(Collected data entries)
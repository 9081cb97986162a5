//! [`SqliteStore`] — the SQLite implementation of [`DocumentStore`] and
//! [`IdentityProvider`].

use std::path::Path;

use argon2::{Argon2, PasswordHasher, password_hash::SaltString};
use chrono::Utc;
use rand_core::OsRng;
use rusqlite::OptionalExtension as _;
use serde_json::{Map, Value};

use carelink_core::{
  identity::{Identity, IdentityProvider, NewIdentity},
  store::{Document, DocumentStore},
};

use crate::{
  Error, Result,
  encode::{RawDocument, RawIdentity, encode_dt, new_id},
  schema::SCHEMA,
};

// ─── Store ───────────────────────────────────────────────────────────────────

/// A CareLink document store and identity directory backed by a single
/// SQLite file.
///
/// Cloning is cheap — the inner connection is reference-counted. All
/// statements run on one connection, so individual calls serialise
/// naturally; multi-call sequences are not transactional.
#[derive(Clone)]
pub struct SqliteStore {
  conn: tokio_rusqlite::Connection,
}

impl SqliteStore {
  /// Open (or create) a store at `path` and run schema initialisation.
  pub async fn open(path: impl AsRef<Path>) -> Result<Self> {
    let conn = tokio_rusqlite::Connection::open(path).await?;
    let store = Self { conn };
    store.init_schema().await?;
    Ok(store)
  }

  /// Open an in-memory store — useful for testing.
  pub async fn open_in_memory() -> Result<Self> {
    let conn = tokio_rusqlite::Connection::open_in_memory().await?;
    let store = Self { conn };
    store.init_schema().await?;
    Ok(store)
  }

  async fn init_schema(&self) -> Result<()> {
    self
      .conn
      .call(|conn| {
        conn.execute_batch(SCHEMA)?;
        Ok(())
      })
      .await?;
    Ok(())
  }

  /// Fetch one raw document row.
  async fn fetch_document(
    &self,
    collection: &str,
    id: &str,
  ) -> Result<Option<Document>> {
    let collection = collection.to_owned();
    let id = id.to_owned();

    let raw: Option<RawDocument> = self
      .conn
      .call(move |conn| {
        Ok(
          conn
            .query_row(
              "SELECT doc_id, created_at, body FROM documents
               WHERE collection = ?1 AND doc_id = ?2",
              rusqlite::params![collection, id],
              |row| {
                Ok(RawDocument {
                  doc_id:     row.get(0)?,
                  created_at: row.get(1)?,
                  body:       row.get(2)?,
                })
              },
            )
            .optional()?,
        )
      })
      .await?;

    raw.map(RawDocument::into_document).transpose()
  }

  /// Insert-or-replace a document body, preserving `created_at` on
  /// replace, and return the row as stored.
  async fn upsert_document(
    &self,
    collection: &str,
    id: &str,
    body: &Value,
  ) -> Result<Document> {
    if !body.is_object() {
      return Err(Error::BodyNotObject);
    }

    let collection = collection.to_owned();
    let id = id.to_owned();
    let body_str = serde_json::to_string(body)?;
    let now_str = encode_dt(Utc::now());

    let raw: RawDocument = self
      .conn
      .call(move |conn| {
        conn.execute(
          "INSERT INTO documents (collection, doc_id, created_at, body)
           VALUES (?1, ?2, ?3, ?4)
           ON CONFLICT (collection, doc_id) DO UPDATE SET body = excluded.body",
          rusqlite::params![collection, id, now_str, body_str],
        )?;

        conn.query_row(
          "SELECT doc_id, created_at, body FROM documents
           WHERE collection = ?1 AND doc_id = ?2",
          rusqlite::params![collection, id],
          |row| {
            Ok(RawDocument {
              doc_id:     row.get(0)?,
              created_at: row.get(1)?,
              body:       row.get(2)?,
            })
          },
        )
        .map_err(Into::into)
      })
      .await?;

    raw.into_document()
  }
}

// ─── DocumentStore impl ──────────────────────────────────────────────────────

impl DocumentStore for SqliteStore {
  type Error = Error;

  async fn get(&self, collection: &str, id: &str) -> Result<Option<Document>> {
    self.fetch_document(collection, id).await
  }

  async fn list(&self, collection: &str) -> Result<Vec<Document>> {
    let collection = collection.to_owned();

    let raws: Vec<RawDocument> = self
      .conn
      .call(move |conn| {
        let mut stmt = conn.prepare(
          "SELECT doc_id, created_at, body FROM documents
           WHERE collection = ?1",
        )?;
        let rows = stmt
          .query_map(rusqlite::params![collection], |row| {
            Ok(RawDocument {
              doc_id:     row.get(0)?,
              created_at: row.get(1)?,
              body:       row.get(2)?,
            })
          })?
          .collect::<rusqlite::Result<Vec<_>>>()?;
        Ok(rows)
      })
      .await?;

    raws.into_iter().map(RawDocument::into_document).collect()
  }

  async fn query_eq(
    &self,
    collection: &str,
    field: &str,
    value: &Value,
  ) -> Result<Vec<Document>> {
    let collection = collection.to_owned();
    // json_extract normalises both sides to comparable SQL values, so a
    // string field matches a string query and a number field a number.
    let path = format!("$.{field}");
    let value_str = serde_json::to_string(value)?;

    let raws: Vec<RawDocument> = self
      .conn
      .call(move |conn| {
        let mut stmt = conn.prepare(
          "SELECT doc_id, created_at, body FROM documents
           WHERE collection = ?1
             AND json_extract(body, ?2) = json_extract(?3, '$')",
        )?;
        let rows = stmt
          .query_map(rusqlite::params![collection, path, value_str], |row| {
            Ok(RawDocument {
              doc_id:     row.get(0)?,
              created_at: row.get(1)?,
              body:       row.get(2)?,
            })
          })?
          .collect::<rusqlite::Result<Vec<_>>>()?;
        Ok(rows)
      })
      .await?;

    raws.into_iter().map(RawDocument::into_document).collect()
  }

  async fn add(&self, collection: &str, body: Value) -> Result<Document> {
    if !body.is_object() {
      return Err(Error::BodyNotObject);
    }

    let document = Document {
      id:         new_id(),
      created_at: Utc::now(),
      body,
    };

    let coll_str = collection.to_owned();
    let id_str = document.id.clone();
    let at_str = encode_dt(document.created_at);
    let body_str = serde_json::to_string(&document.body)?;

    self
      .conn
      .call(move |conn| {
        conn.execute(
          "INSERT INTO documents (collection, doc_id, created_at, body)
           VALUES (?1, ?2, ?3, ?4)",
          rusqlite::params![coll_str, id_str, at_str, body_str],
        )?;
        Ok(())
      })
      .await?;

    Ok(document)
  }

  async fn set(&self, collection: &str, id: &str, body: Value) -> Result<Document> {
    self.upsert_document(collection, id, &body).await
  }

  async fn update(
    &self,
    collection: &str,
    id: &str,
    patch: Map<String, Value>,
  ) -> Result<Document> {
    if patch.is_empty() {
      return self.fetch_document(collection, id).await?.ok_or_else(|| {
        Error::DocumentNotFound {
          collection: collection.to_owned(),
          id:         id.to_owned(),
        }
      });
    }

    // One json_set path/value pair per patched field, applied in a single
    // statement so the merge cannot interleave with another writer.
    let mut args: Vec<String> = Vec::with_capacity(patch.len() * 2);
    for (key, value) in &patch {
      args.push(format!("$.{key}"));
      args.push(serde_json::to_string(value)?);
    }

    let collection = collection.to_owned();
    let id = id.to_owned();
    let coll_str = collection.clone();
    let id_str = id.clone();

    let raw: Option<RawDocument> = self
      .conn
      .call(move |conn| {
        let pairs = ", ?, json(?)".repeat(args.len() / 2);
        let sql = format!(
          "UPDATE documents SET body = json_set(body{pairs})
           WHERE collection = ? AND doc_id = ?"
        );

        let params = args
          .iter()
          .map(String::as_str)
          .chain([coll_str.as_str(), id_str.as_str()]);
        let changed = conn.execute(&sql, rusqlite::params_from_iter(params))?;

        if changed == 0 {
          return Ok(None);
        }

        conn
          .query_row(
            "SELECT doc_id, created_at, body FROM documents
             WHERE collection = ?1 AND doc_id = ?2",
            rusqlite::params![coll_str, id_str],
            |row| {
              Ok(RawDocument {
                doc_id:     row.get(0)?,
                created_at: row.get(1)?,
                body:       row.get(2)?,
              })
            },
          )
          .optional()
          .map_err(Into::into)
      })
      .await?;

    match raw {
      Some(raw) => raw.into_document(),
      None => Err(Error::DocumentNotFound { collection, id }),
    }
  }

  async fn delete(&self, collection: &str, id: &str) -> Result<bool> {
    let collection = collection.to_owned();
    let id = id.to_owned();

    let deleted = self
      .conn
      .call(move |conn| {
        let n = conn.execute(
          "DELETE FROM documents WHERE collection = ?1 AND doc_id = ?2",
          rusqlite::params![collection, id],
        )?;
        Ok(n > 0)
      })
      .await?;

    Ok(deleted)
  }
}

// ─── IdentityProvider impl ───────────────────────────────────────────────────

impl IdentityProvider for SqliteStore {
  type Error = Error;

  async fn create_user(&self, input: NewIdentity) -> Result<Identity> {
    let identity = Identity {
      uid:            new_id(),
      email:          input.email.clone(),
      email_verified: input.email_verified,
      claims:         Value::Object(Map::new()),
      created_at:     Utc::now(),
    };

    let uid_str = identity.uid.clone();
    let email_str = identity.email.clone();
    let verified = identity.email_verified;
    let at_str = encode_dt(identity.created_at);
    let password = input.password;

    let created: bool = self
      .conn
      .call(move |conn| {
        let exists: bool = conn
          .query_row(
            "SELECT 1 FROM identities WHERE email = ?1",
            rusqlite::params![email_str],
            |_| Ok(true),
          )
          .optional()?
          .unwrap_or(false);

        if exists {
          return Ok(false);
        }

        // Hashing runs here, on the dedicated database thread, so the
        // async runtime is never blocked by argon2's work factor.
        let salt = SaltString::generate(&mut OsRng);
        let hash = Argon2::default()
          .hash_password(password.as_bytes(), &salt)
          .map_err(|e| tokio_rusqlite::Error::Other(e.to_string().into()))?
          .to_string();

        conn.execute(
          "INSERT INTO identities
             (uid, email, password_hash, email_verified, claims, created_at)
           VALUES (?1, ?2, ?3, ?4, '{}', ?5)",
          rusqlite::params![uid_str, email_str, hash, verified, at_str],
        )?;
        Ok(true)
      })
      .await?;

    if !created {
      return Err(Error::EmailTaken(input.email));
    }

    Ok(identity)
  }

  async fn delete_user(&self, uid: &str) -> Result<bool> {
    let uid = uid.to_owned();

    let deleted = self
      .conn
      .call(move |conn| {
        let n = conn.execute(
          "DELETE FROM identities WHERE uid = ?1",
          rusqlite::params![uid],
        )?;
        Ok(n > 0)
      })
      .await?;

    Ok(deleted)
  }

  async fn get_user(&self, uid: &str) -> Result<Option<Identity>> {
    let uid = uid.to_owned();

    let raw: Option<RawIdentity> = self
      .conn
      .call(move |conn| {
        Ok(
          conn
            .query_row(
              "SELECT uid, email, email_verified, claims, created_at
               FROM identities WHERE uid = ?1",
              rusqlite::params![uid],
              |row| {
                Ok(RawIdentity {
                  uid:            row.get(0)?,
                  email:          row.get(1)?,
                  email_verified: row.get(2)?,
                  claims:         row.get(3)?,
                  created_at:     row.get(4)?,
                })
              },
            )
            .optional()?,
        )
      })
      .await?;

    raw.map(RawIdentity::into_identity).transpose()
  }

  async fn get_user_by_email(&self, email: &str) -> Result<Option<Identity>> {
    let email = email.to_owned();

    let raw: Option<RawIdentity> = self
      .conn
      .call(move |conn| {
        Ok(
          conn
            .query_row(
              "SELECT uid, email, email_verified, claims, created_at
               FROM identities WHERE email = ?1",
              rusqlite::params![email],
              |row| {
                Ok(RawIdentity {
                  uid:            row.get(0)?,
                  email:          row.get(1)?,
                  email_verified: row.get(2)?,
                  claims:         row.get(3)?,
                  created_at:     row.get(4)?,
                })
              },
            )
            .optional()?,
        )
      })
      .await?;

    raw.map(RawIdentity::into_identity).transpose()
  }

  async fn set_custom_claims(&self, uid: &str, claims: Value) -> Result<()> {
    let uid_str = uid.to_owned();
    let claims_str = serde_json::to_string(&claims)?;

    let changed = self
      .conn
      .call(move |conn| {
        let n = conn.execute(
          "UPDATE identities SET claims = ?2 WHERE uid = ?1",
          rusqlite::params![uid_str, claims_str],
        )?;
        Ok(n)
      })
      .await?;

    if changed == 0 {
      return Err(Error::IdentityNotFound(uid.to_owned()));
    }

    Ok(())
  }
}
//! [`ClaimIssuer`] — keeps identity-provider claims equal to the stored
//! role.
//!
//! The profile document's `role` is the only source of truth. The issuer
//! re-derives the claim payload from it and pushes the result; it never
//! reads existing claims back, so a stale or hand-edited payload is simply
//! overwritten.

use serde_json::{Map, Value, json};
use tracing::info;

use carelink_core::{
  Error, Result,
  identity::IdentityProvider,
  store::{DocumentStore, collections},
  user::{Role, UserRecord, canonical_claims},
};

pub struct ClaimIssuer<'a, S, P> {
  store:    &'a S,
  provider: &'a P,
}

impl<'a, S, P> ClaimIssuer<'a, S, P>
where
  S: DocumentStore,
  P: IdentityProvider,
{
  pub fn new(store: &'a S, provider: &'a P) -> Self {
    Self { store, provider }
  }

  /// Re-derive claims from the stored role and push them to the provider.
  ///
  /// Idempotent. Returns the payload that was pushed.
  pub async fn sync_claims(&self, user_id: &str) -> Result<Value> {
    let doc = self
      .store
      .get(collections::USERS, user_id)
      .await
      .map_err(Error::store)?
      .ok_or_else(|| Error::UserNotFound(user_id.to_owned()))?;
    let user = UserRecord::from_document(doc)?;

    let claims = canonical_claims(user.profile.role);
    self
      .provider
      .set_custom_claims(user_id, claims.clone())
      .await
      .map_err(Error::store)?;

    Ok(claims)
  }

  /// Write `role` to the profile document, then sync claims before
  /// returning. The two writes are one control flow on purpose; a role
  /// without matching claims must never outlive this call.
  pub async fn assign_role(&self, user_id: &str, role: Role) -> Result<Value> {
    let mut patch = Map::new();
    patch.insert("role".to_owned(), json!(role.as_str()));
    self
      .store
      .update(collections::USERS, user_id, patch)
      .await
      .map_err(Error::store)?;

    let claims = self.sync_claims(user_id).await?;
    info!(user_id, role = %role, "role assigned and claims synced");
    Ok(claims)
  }
}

* Directions for this task *
Word for word, output the lines of the data from its first line through the line where "useful for testing." appears, and stop there.

* Task result *
repository 9081cb97986162a5
//! [`SqliteStore`] — the SQLite implementation of [`DocumentStore`] and
//! [`IdentityProvider`].

use std::path::Path;

use argon2::{Argon2, PasswordHasher, password_hash::SaltString};
use chrono::Utc;
use rand_core::OsRng;
use rusqlite::OptionalExtension as _;
use serde_json::{Map, Value};

use carelink_core::{
  identity::{Identity, IdentityProvider, NewIdentity},
  store::{Document, DocumentStore},
};

use crate::{
  Error, Result,
  encode::{RawDocument, RawIdentity, encode_dt, new_id},
  schema::SCHEMA,
};

// ─── Store ───────────────────────────────────────────────────────────────────

/// A CareLink document store and identity directory backed by a single
/// SQLite file.
///
/// Cloning is cheap — the inner connection is reference-counted. All
/// statements run on one connection, so individual calls serialise
/// naturally; multi-call sequences are not transactional.
#[derive(Clone)]
pub struct SqliteStore {
  conn: tokio_rusqlite::Connection,
}

impl SqliteStore {
  /// Open (or create) a store at `path` and run schema initialisation.
  pub async fn open(path: impl AsRef<Path>) -> Result<Self> {
    let conn = tokio_rusqlite::Connection::open(path).await?;
    let store = Self { conn };
    store.init_schema().await?;
    Ok(store)
  }

  /// Open an in-memory store — useful for testing.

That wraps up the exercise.